GK: Gustafson-Kessel Clustering Program

Background

Clustering has been used as a popular technique for finding groups of genes that show similar expression patterns under multiple experimental conditions. Many clustering methods have been proposed for clustering gene-expression data, including the hierarchical clustering, k-means clustering and self-organizing map (SOM). However, the conventional methods are limited to identify different shapes of clusters because they use a fixed distance norm when calculating the distance between genes.

This program detects clusters of different geometical shapes in a data set by exploiting an adaptive distance norm. The adaptive norm is calculated by a fuzzy covariance matrix of each cluster in which the eigenstructure of the covariance matrix is used as an indicator of the shape of the cluster.

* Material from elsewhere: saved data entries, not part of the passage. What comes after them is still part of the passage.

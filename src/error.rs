//! Error types for QuillDB
//!
//! This module defines all error types used throughout the database engine.

use thiserror::Error;

/// The main error type for QuillDB
#[derive(Error, Debug)]
pub enum Error {
    // ========== Catalog Errors ==========
    #[error("Catalog error: database '{0}' not found")]
    DatabaseNotFound(String),

    #[error("Catalog error: database '{0}' already exists")]
    DatabaseAlreadyExists(String),

    #[error("Catalog error: no database selected")]
    NoDatabaseSelected,

    #[error("Catalog error: table '{0}' not found")]
    TableNotFound(String),

    #[error("Catalog error: table '{0}' already exists")]
    TableAlreadyExists(String),

    #[error("Catalog error: column '{0}' not found in table '{1}'")]
    ColumnNotFound(String, String),

    #[error("Catalog error: column '{0}' declared twice in table '{1}'")]
    DuplicateColumn(String, String),

    #[error("Catalog error: catalog file unreadable: {0}")]
    CatalogCorrupt(String),

    // ========== Schema Errors ==========
    #[error("Schema error: record is missing primary key '{0}'")]
    MissingPrimaryKey(String),

    #[error("Schema error: primary key column '{0}' must be INT")]
    PrimaryKeyNotInteger(String),

    #[error("Schema error: table '{0}' declares more than one primary key")]
    MultiplePrimaryKeys(String),

    #[error("Schema error: duplicate primary key {1} in table '{0}'")]
    DuplicateKey(String, i32),

    #[error("type mismatch on column {0}")]
    TypeMismatch(String),

    // ========== Query Errors ==========
    #[error("Filter error: {0} operators for {1} conditions")]
    MalformedFilter(usize, usize),

    #[error("Join error: {0}")]
    InvalidJoin(String),

    // ========== Storage Errors ==========
    #[error("Storage error: corrupt or truncated table '{0}'")]
    CorruptTable(String),

    #[error("Storage error: index file unreadable: {0}")]
    CorruptIndex(String),

    // ========== I/O Errors ==========
    #[error("I/O error: {0}")]
    Io(#[from] std::io::Error),
}

/// Result type alias for QuillDB operations
pub type Result<T> = std::result::Result<T, Error>;
impl Engine {
    /// Open the engine over a data root, loading the catalog (or
    /// starting one) at `<root>/catalog.bin`.
    pub fn open(data_root: impl Into<PathBuf>) -> Result<Self> {
        let catalog = Catalog::open(data_root)?;
        Ok(Self {
            catalog,
            current: None,
            indexes: HashMap::new(),
        })
    }

    /// The system catalog
    pub fn catalog(&self) -> &Catalog {
        &self.catalog
    }

    /// Name of the currently selected database
    pub fn current_database(&self) -> Option<&str> {
        self.current.as_deref()
    }

    /// Execute one parsed statement.
    ///
    /// Every failure - schema violation, corruption, I/O - is reported
    /// through the returned result rather than an `Err`.
    pub fn execute(&mut self, statement: Statement) -> QueryResult {
        match self.dispatch(statement) {
            Ok(result) => result,
            Err(e) => QueryResult::failure(e.to_string()),
        }
    }

    fn dispatch(&mut self, statement: Statement) -> Result<QueryResult> {
        match statement {
            Statement::CreateDatabase { name } => {
                self.catalog.create_database(&name)?;
                Ok(QueryResult::with_message(format!(
                    "database '{}' created",
                    name
                )))
            }
            Statement::DropDatabase { name } => self.drop_database(&name),
            Statement::UseDatabase { name } => self.use_database(&name),
            Statement::ShowDatabases => {
                let rows: Vec<Record> = self
                    .catalog
                    .database_names()
                    .into_iter()
                    .map(|name| {
                        let mut rec = Record::new();
                        rec.set("database", name);
                        rec
                    })
                    .collect();
                Ok(QueryResult::with_rows(rows))
            }
            Statement::CreateTable(stmt) => self.create_table(stmt),
            Statement::DropTable { name } => self.drop_table(&name),
            Statement::ShowTables => {
                let db = self.current()?;
                let rows: Vec<Record> = self
                    .catalog
                    .database(&db)?
                    .table_names()
                    .into_iter()
                    .map(|name| {
                        let mut rec = Record::new();
                        rec.set("table", name);
                        rec
                    })
                    .collect();
                Ok(QueryResult::with_rows(rows))
            }
            Statement::Insert { table, record } => self.insert(&table, &record),
            Statement::Select(stmt) => self.select(stmt),
            Statement::Update(stmt) => self.update(stmt),
            Statement::Delete { table, filter } => self.delete(&table, &filter),
        }
    }

    fn current(&self) -> Result<String> {
        self.current.clone().ok_or(Error::NoDatabaseSelected)
    }

    fn use_database(&mut self, name: &str) -> Result<QueryResult> {
        if !self.catalog.has_database(name) {
            return Err(Error::DatabaseNotFound(name.to_string()));
        }
        // indexes of the previous database are already flushed; open the
        // new database's indexes, rebuilding any stale ones
        self.indexes.clear();
        let schemas: Vec<TableSchema> = self.catalog.database(name)?.tables.clone();
        for schema in &schemas {
            let index = TableStore::new(schema).open_index()?;
            self.indexes.insert(schema.name.clone(), index);
        }
        self.current = Some(name.to_string());
        info!(database = %name, "using database");
        Ok(QueryResult::with_message(format!("using database '{}'", name)))
    }

    fn drop_database(&mut self, name: &str) -> Result<QueryResult> {
        self.catalog.drop_database(name)?;
        if self.current.as_deref() == Some(name) {
            self.current = None;
            self.indexes.clear();
        }
        Ok(QueryResult::with_message(format!(
            "database '{}' dropped",
            name
        )))
    }

    fn create_table(&mut self, stmt: CreateTable) -> Result<QueryResult> {
        let db = self.current()?;

        if let Some(pk) = &stmt.primary_key {
            if !stmt.columns.iter().any(|c| &c.name == pk) {
                return Err(Error::ColumnNotFound(pk.clone(), stmt.name.clone()));
            }
        }

        let columns: Vec<Column> = stmt
            .columns
            .iter()
            .map(|def| {
                let mut column = Column::new(&def.name, def.data_type)
                    .primary_key(stmt.primary_key.as_deref() == Some(def.name.as_str()));
                if let Some(fk) = stmt.foreign_keys.iter().find(|fk| fk.column == def.name) {
                    column = column.references(&fk.references_table, &fk.references_column);
                }
                column
            })
            .collect();

        self.catalog.create_table(&db, &stmt.name, columns)?;
        let schema = self.catalog.table(&db, &stmt.name)?.clone();
        let index = TableStore::new(&schema).open_index()?;
        self.indexes.insert(stmt.name.clone(), index);
        Ok(QueryResult::with_message(format!(
            "table '{}' created",
            stmt.name
        )))
    }

    fn drop_table(&mut self, name: &str) -> Result<QueryResult> {
        let db = self.current()?;
        self.indexes.remove(name);
        self.catalog.drop_table(&db, name)?;
        Ok(QueryResult::with_message(format!("table '{}' dropped", name)))
    }

    fn insert(&mut self, table: &str, record: &Record) -> Result<QueryResult> {
        let db = self.current()?;
        let schema = self.catalog.table(&db, table)?.clone();
        let index = Self::index_entry(&mut self.indexes, &schema)?;
        TableStore::new(&schema).insert(index, record)?;
        Ok(QueryResult::with_count(1, "1 record inserted"))
    }

    fn select(&mut self, stmt: Select) -> Result<QueryResult> {
        let db = self.current()?;
        let schema = self.catalog.table(&db, &stmt.table)?.clone();

        if let Some(join) = stmt.join.clone() {
            let right = self.catalog.table(&db, &join.table)?.clone();
            return self.select_join(&stmt, &schema, &right, &join);
        }

        let store = TableStore::new(&schema);
        let rows: Vec<Record> = if stmt.filter.is_empty() {
            store.scan()?
        } else if let Some(key) = point_lookup_key(&schema, &stmt.filter) {
            let index = Self::index_entry(&mut self.indexes, &schema)?;
            store
                .lookup(index, key)?
                .into_iter()
                .filter(|rec| stmt.filter.matches(rec))
                .collect()
        } else {
            store
                .scan()?
                .into_iter()
                .filter(|rec| stmt.filter.matches(rec))
                .collect()
        };

        Ok(QueryResult::with_rows(project(rows, &stmt.columns, &[&schema])))
    }

    fn select_join(
        &mut self,
        stmt: &Select,
        left: &TableSchema,
        right: &TableSchema,
        join: &JoinClause,
    ) -> Result<QueryResult> {
        let (left_col, right_col) = resolve_join_columns(join, left, right)?;

        let left_rows = TableStore::new(left).scan()?;
        let right_rows = TableStore::new(right).scan()?;

        let mut combined = Vec::new();
        for l in &left_rows {
            let Some(left_value) = l.get(&left_col) else {
                continue;
            };
            for r in &right_rows {
                if r.get(&right_col) != Some(left_value) {
                    continue;
                }
                let mut row = Record::new();
                for (column, value) in l.iter() {
                    row.set(format!("{}.{}", left.name, column), value.clone());
                }
                for (column, value) in r.iter() {
                    row.set(format!("{}.{}", right.name, column), value.clone());
                }
                combined.push(row);
            }
        }

        let filter = qualify_filter(&stmt.filter, left, right)?;
        let rows: Vec<Record> = combined
            .into_iter()
            .filter(|rec| filter.matches(rec))
            .collect();

        Ok(QueryResult::with_rows(project(
            rows,
            &stmt.columns,
            &[left, right],
        )))
    }

    fn update(&mut self, stmt: Update) -> Result<QueryResult> {
        let db = self.current()?;
        let schema = self.catalog.table(&db, &stmt.table)?.clone();
        for (column, _) in stmt.assignments.iter() {
            if !schema.has_column(column) {
                return Err(Error::ColumnNotFound(column.clone(), schema.name.clone()));
            }
        }

        let index = Self::index_entry(&mut self.indexes, &schema)?;
        let count = TableStore::new(&schema).update_where(index, &stmt.assignments, &stmt.filter)?;
        Ok(QueryResult::with_count(
            count,
            format!("{} record(s) updated", count),
        ))
    }

    fn delete(&mut self, table: &str, filter: &Filter) -> Result<QueryResult> {
        let db = self.current()?;
        let schema = self.catalog.table(&db, table)?.clone();
        let index = Self::index_entry(&mut self.indexes, &schema)?;
        let count = TableStore::new(&schema).delete_where(index, filter)?;
        Ok(QueryResult::with_count(
            count,
            format!("{} record(s) deleted", count),
        ))
    }

    /// The open index for `schema`, opening it on first touch.
    fn index_entry<'a>(
        indexes: &'a mut HashMap<String, BPlusTree>,
        schema: &TableSchema,
    ) -> Result<&'a mut BPlusTree> {
        match indexes.entry(schema.name.clone()) {
            Entry::Occupied(entry) => Ok(entry.into_mut()),
            Entry::Vacant(entry) => {
                let index = TableStore::new(schema).open_index()?;
                Ok(entry.insert(index))
            }
        }
    }
}

impl Drop for Engine {
    fn drop(&mut self) {
        // shutdown flush; per-mutation saves make this best-effort
        let _ = self.catalog.save();
    }
}

/// The single planner rule: an un-negated `pk = <int>` first condition
/// in an OR-free filter is answered through the index. Anything else
/// takes the full scan.
fn point_lookup_key(schema: &TableSchema, filter: &Filter) -> Option<i32> {
    if !filter.is_conjunctive() || filter.negates_first() {
        return None;
    }
    let pk = schema.primary_key()?;
    let first = filter.conditions().first()?;
    if first.column == pk.name && first.op == CompareOp::Eq {
        if let Value::Int(key) = &first.value {
            return Some(*key);
        }
    }
    None
}

/// Resolve a JOIN's ON sides to (left-table column, right-table column).
/// Either side of the equality may name either table.
fn resolve_join_columns(
    join: &JoinClause,
    left: &TableSchema,
    right: &TableSchema,
) -> Result<(String, String)> {
    let split = |side: &str| -> Result<(String, String)> {
        side.split_once('.')
            .map(|(t, c)| (t.to_string(), c.to_string()))
            .ok_or_else(|| {
                Error::InvalidJoin(format!("ON condition must specify table.column, got '{}'", side))
            })
    };
    let (lt, lc) = split(&join.left)?;
    let (rt, rc) = split(&join.right)?;

    let (left_col, right_col) = if lt == left.name && rt == right.name {
        (lc, rc)
    } else if lt == right.name && rt == left.name {
        (rc, lc)
    } else {
        return Err(Error::InvalidJoin(format!(
            "ON condition references tables '{}' and '{}'",
            lt, rt
        )));
    };

    if !left.has_column(&left_col) {
        return Err(Error::ColumnNotFound(left_col, left.name.clone()));
    }
    if !right.has_column(&right_col) {
        return Err(Error::ColumnNotFound(right_col, right.name.clone()));
    }
    Ok((left_col, right_col))
}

The main technical ideas behind how this program works appear in these papers:

Dae-Won Kim, Kwang H. Lee, and Doheon Lee, "Detecting Clusters of Different Geometrical Shapes in Microarray Gene Expression Data," Bioinformatics 21(9):1927-1934, 2005.

R. Babuska, Fuzzy Modeling For Control. Kluwer Academic Publishers, Boston, 1998.

E.E. Gustafson and W. Kessel, "Fuzzy clustering with a fuzzy covariance matrix," Proc. IEEE Conf. on Decision and Control, San Diego, IEEE Press, Piscataway, NJ, pp. 761-766, 1979.

This software is a Java implementation of GK clustering method, highy specialized on problems of bioinformatics. The original version of this program was written by Dae-Won Kim.


Download

This program is available for download for non-commercial use, licensed under the GNU General Public License, which is allows its use for research purposes or other free software projects but does not allow its incorporation into any type of commerical software.

Download GK Clustering Program (2005-09-01)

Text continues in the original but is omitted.